Por condição de vida digna da classe trabalhadora, entende-se a participação ampla na
condução de seus destinos dentro da cidade e a universalidade ao acesso aos serviços e
equipamentos urbanos. É necessária a participação efetiva da população nesses processos, da
qualificação e informação para que não sejam reféns de políticas assistencialistas, mas sim de
direito à moradia.
Diante disso, é importante refletir sobre os diversos canais de participação e acesso a
garantia dos direitos estabelecidos pela lei, criados a partir da década de 80, e as reais condições
da classe trabalhadora de acessar à cidade e a moradia digna como direito de cidadania,
considerando a garantia da efetivação de direitos básicos do mundo do trabalho e da vida urbana.

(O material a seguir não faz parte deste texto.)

impl GlContext for RecordingContext {
    fn is_context_lost(&self) -> bool {
        self.context_lost
    }

    fn max_texture_units(&self) -> u32 {
        self.max_texture_units
    }

    fn drawing_buffer_size(&self) -> (u32, u32) {
        (self.default_surface.width, self.default_surface.height)
    }

    fn compile_shader(&mut self, stage: ShaderStage, source: &str) -> Result<GlShader, String> {
        self.calls.push(GlCall::CompileShader(stage));
        if self.context_lost {
            return Err("context lost".to_string());
        }
        if let Some(marker) = &self.failing_shader_marker {
            if source.contains(marker.as_str()) {
                return Err(format!("ERROR: 0:1: '{marker}' : syntax error"));
            }
        }
        let shader = GlShader(self.next_handle());
        self.shaders.insert(shader, source.to_string());
        Ok(shader)
    }

    fn delete_shader(&mut self, shader: GlShader) {
        self.shaders.remove(&shader);
    }

    fn link_program(&mut self, vertex: GlShader, fragment: GlShader) -> Result<GlProgram, String> {
        let (Some(vs), Some(fs)) = (self.shaders.get(&vertex), self.shaders.get(&fragment)) else {
            return Err("invalid shader handle".to_string());
        };
        let source = format!("{vs}\n{fs}");
        let program = GlProgram(self.next_handle());
        self.programs.insert(
            program,
            LinkedProgram {
                source,
                ..LinkedProgram::default()
            },
        );
        self.calls.push(GlCall::LinkProgram(program));
        Ok(program)
    }

    fn delete_program(&mut self, program: GlProgram) {
        self.calls.push(GlCall::DeleteProgram(program));
        self.programs.remove(&program);
        if self.current_program == Some(program) {
            self.current_program = None;
        }
    }

    fn use_program(&mut self, program: Option<GlProgram>) {
        self.calls.push(GlCall::UseProgram(program));
        self.current_program = program;
    }

    fn uniform_location(&mut self, program: GlProgram, name: &str) -> Option<UniformLocation> {
        let linked = self.programs.get_mut(&program)?;
        if let Some(location) = linked.uniforms.get(name) {
            return Some(*location);
        }
        if !declares(&linked.source, name) {
            return None;
        }
        let location = UniformLocation(linked.uniforms.len() as u32);
        linked.uniforms.insert(name.to_string(), location);
        Some(location)
    }

    fn attrib_location(&mut self, program: GlProgram, name: &str) -> Option<AttribLocation> {
        let linked = self.programs.get_mut(&program)?;
        if let Some(location) = linked.attribs.get(name) {
            return Some(*location);
        }
        if !declares(&linked.source, name) {
            return None;
        }
        let location = AttribLocation(linked.attribs.len() as u32);
        linked.attribs.insert(name.to_string(), location);
        Some(location)
    }

    fn uniform_1i(&mut self, location: UniformLocation, value: i32) {
        self.set_uniform(location, vec![value as f32]);
    }

    fn uniform_1f(&mut self, location: UniformLocation, value: f32) {
        self.set_uniform(location, vec![value]);
    }

    fn uniform_3f(&mut self, location: UniformLocation, value: [f32; 3]) {
        self.set_uniform(location, value.to_vec());
    }

    fn uniform_4f(&mut self, location: UniformLocation, value: [f32; 4]) {
        self.set_uniform(location, value.to_vec());
    }

    fn uniform_matrix_4f(&mut self, location: UniformLocation, value: &[f32; 16]) {
        self.set_uniform(location, value.to_vec());
    }

    fn create_buffer(&mut self, _target: BufferTarget, _data: &[u8]) -> Result<GlBuffer, String> {
        if self.context_lost {
            return Err("context lost".to_string());
        }
        let buffer = GlBuffer(self.next_handle());
        self.buffers.insert(buffer);
        self.calls.push(GlCall::CreateBuffer(buffer));
        Ok(buffer)
    }

    fn delete_buffer(&mut self, buffer: GlBuffer) {
        self.calls.push(GlCall::DeleteBuffer(buffer));
        self.buffers.remove(&buffer);
        self.coverage.remove(&buffer);
    }

    fn bind_buffer(&mut self, target: BufferTarget, buffer: Option<GlBuffer>) {
        self.calls.push(GlCall::BindBuffer(target, buffer));
        if target == BufferTarget::ElementArray {
            self.bound_elements = buffer;
        }
    }

    fn vertex_attrib_pointer(&mut self, location: AttribLocation, _components: i32, _stride: i32, _offset: i32) {
        self.calls.push(GlCall::VertexAttribPointer(location));
    }

    fn enable_vertex_attrib_array(&mut self, location: AttribLocation) {
        self.calls.push(GlCall::EnableVertexAttribArray(location));
    }

    fn create_texture(&mut self, image: &TextureImage<'_>) -> Result<GlTexture, String> {
        if self.context_lost {
            return Err("context lost".to_string());
        }
        let expected = image.width as usize * image.height as usize * 4;
        if image.pixels.len() != expected {
            return Err(format!(
                "texture data is {} bytes, expected {expected}",
                image.pixels.len()
            ));
        }
        let texture = GlTexture(self.next_handle());
        self.textures.insert(texture);
        self.calls.push(GlCall::CreateTexture(texture));
        Ok(texture)
    }

    fn delete_texture(&mut self, texture: GlTexture) {
        self.calls.push(GlCall::DeleteTexture(texture));
        self.textures.remove(&texture);
    }

    fn active_texture(&mut self, unit: u32) {
        self.calls.push(GlCall::ActiveTexture(unit));
    }

    fn bind_texture(&mut self, texture: Option<GlTexture>) {
        self.calls.push(GlCall::BindTexture(texture));
    }

    fn enable(&mut self, capability: Capability) {
        self.calls.push(GlCall::Enable(capability));
    }

    fn disable(&mut self, capability: Capability) {
        self.calls.push(GlCall::Disable(capability));
    }

    fn depth_func(&mut self, func: DepthFunc) {
        self.calls.push(GlCall::DepthFunc(func));
    }

    fn depth_mask(&mut self, write: bool) {
        self.calls.push(GlCall::DepthMask(write));
    }

    fn blend_func(&mut self, src: BlendFactor, dst: BlendFactor) {
        self.calls.push(GlCall::BlendFunc(src, dst));
    }

    fn front_face(&mut self, face: FrontFace) {
        self.calls.push(GlCall::FrontFace(face));
    }

    fn cull_face(&mut self, face: CullFace) {
        self.calls.push(GlCall::CullFace(face));
    }

    fn color_mask(&mut self, mask: [bool; 4]) {
        self.calls.push(GlCall::ColorMask(mask));
    }

    fn line_width(&mut self, width: f32) {
        self.calls.push(GlCall::LineWidth(width));
    }

    fn viewport(&mut self, x: i32, y: i32, width: i32, height: i32) {
        self.calls.push(GlCall::Viewport([x, y, width, height]));
    }

    fn clear_color(&mut self, color: [f32; 4]) {
        self.calls.push(GlCall::ClearColor(color));
        self.clear_color = color;
    }

    fn clear(&mut self, mask: ClearMask) {
        self.calls.push(GlCall::Clear(mask));
        if mask.contains(ClearMask::COLOR) {
            let channel = |v: f32| (v.clamp(0.0, 1.0) * 255.0).round() as u8;
            let [r, g, b, a] = self.clear_color;
            let cleared = [channel(r), channel(g), channel(b), channel(a)];
            let surface = self.surface_mut();
            surface.cleared_to = cleared;
            surface.pixels.clear();
        }
    }

    fn draw_elements(&mut self, primitive: Primitive, count: u32, _offset: u32) {
        self.calls.push(GlCall::DrawElements {
            primitive,
            count,
            index_buffer: self.bound_elements,
        });
        if self.context_lost {
            return;
        }

        let covered = self
            .bound_elements
            .and_then(|buffer| self.coverage.get(&buffer))
            .cloned()
            .unwrap_or_default();
        if !covered.is_empty() {
            let color = self.coverage_color();
            let surface = self.surface_mut();
            for pixel in covered {
                surface.pixels.insert(pixel, color);
            }
        }

        if let Some(remaining) = self.lose_after_draws.as_mut() {
            *remaining = remaining.saturating_sub(1);
            if *remaining == 0 {
                self.lose_after_draws = None;
                self.context_lost = true;
            }
        }
    }

    fn create_framebuffer(&mut self, width: u32, height: u32) -> Result<GlFramebuffer, String> {
        if self.context_lost {
            return Err("context lost".to_string());
        }
        if width == 0 || height == 0 {
            return Err(format!("framebuffer size {width}x{height} is incomplete"));
        }
        let framebuffer = GlFramebuffer(self.next_handle());
        self.framebuffers.insert(framebuffer, Surface::new(width, height));
        self.calls.push(GlCall::CreateFramebuffer(framebuffer));
        Ok(framebuffer)
    }

    fn delete_framebuffer(&mut self, framebuffer: GlFramebuffer) {
        self.calls.push(GlCall::DeleteFramebuffer(framebuffer));
        self.framebuffers.remove(&framebuffer);
        if self.bound_framebuffer == Some(framebuffer) {
            self.bound_framebuffer = None;
        }
    }

    fn bind_framebuffer(&mut self, framebuffer: Option<GlFramebuffer>) {
        self.calls.push(GlCall::BindFramebuffer(framebuffer));
        self.bound_framebuffer = framebuffer;
    }

    fn read_pixel(&mut self, x: u32, y: u32) -> [u8; 4] {
        self.calls.push(GlCall::ReadPixel(x, y));
        let surface = self.surface_mut();
        surface.pixels.get(&(x, y)).copied().unwrap_or(surface.cleared_to)
    }

    fn flush(&mut self) {
        self.calls.push(GlCall::Flush);
    }

    fn finish(&mut self) {
        self.calls.push(GlCall::Finish);
    }
}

O Estado democrático promete uma cidadania mais igualitária, mais justa e com maior dignidade,
porém convive-se hoje com um regime de privilégios e desigualdades legitimadas em relação à
distribuição de direitos sociais. Com a urbanização do século XX, HOLSTON (2013) afirma que
foram criados cidadãos marginalizados e de não cidadãos que contestam sua exclusão, ou seja,
gerando a chamada cidadania desordenada e desordenadora.
Constata-se, no entanto que a construção do acesso ao direito à cidade e à cidadania é
um longo caminho na realidade brasileira, ressaltando os progressos já conquistados, mas que
muito falta a percorrer. A superação de traços messiânicos, de favores e voltados a atender
benefícios pessoais, trará, conforme CARVALHO(2015, p. 15), “...uma cidadania plena, que
combine liberdade, participação e igualdade para todos”.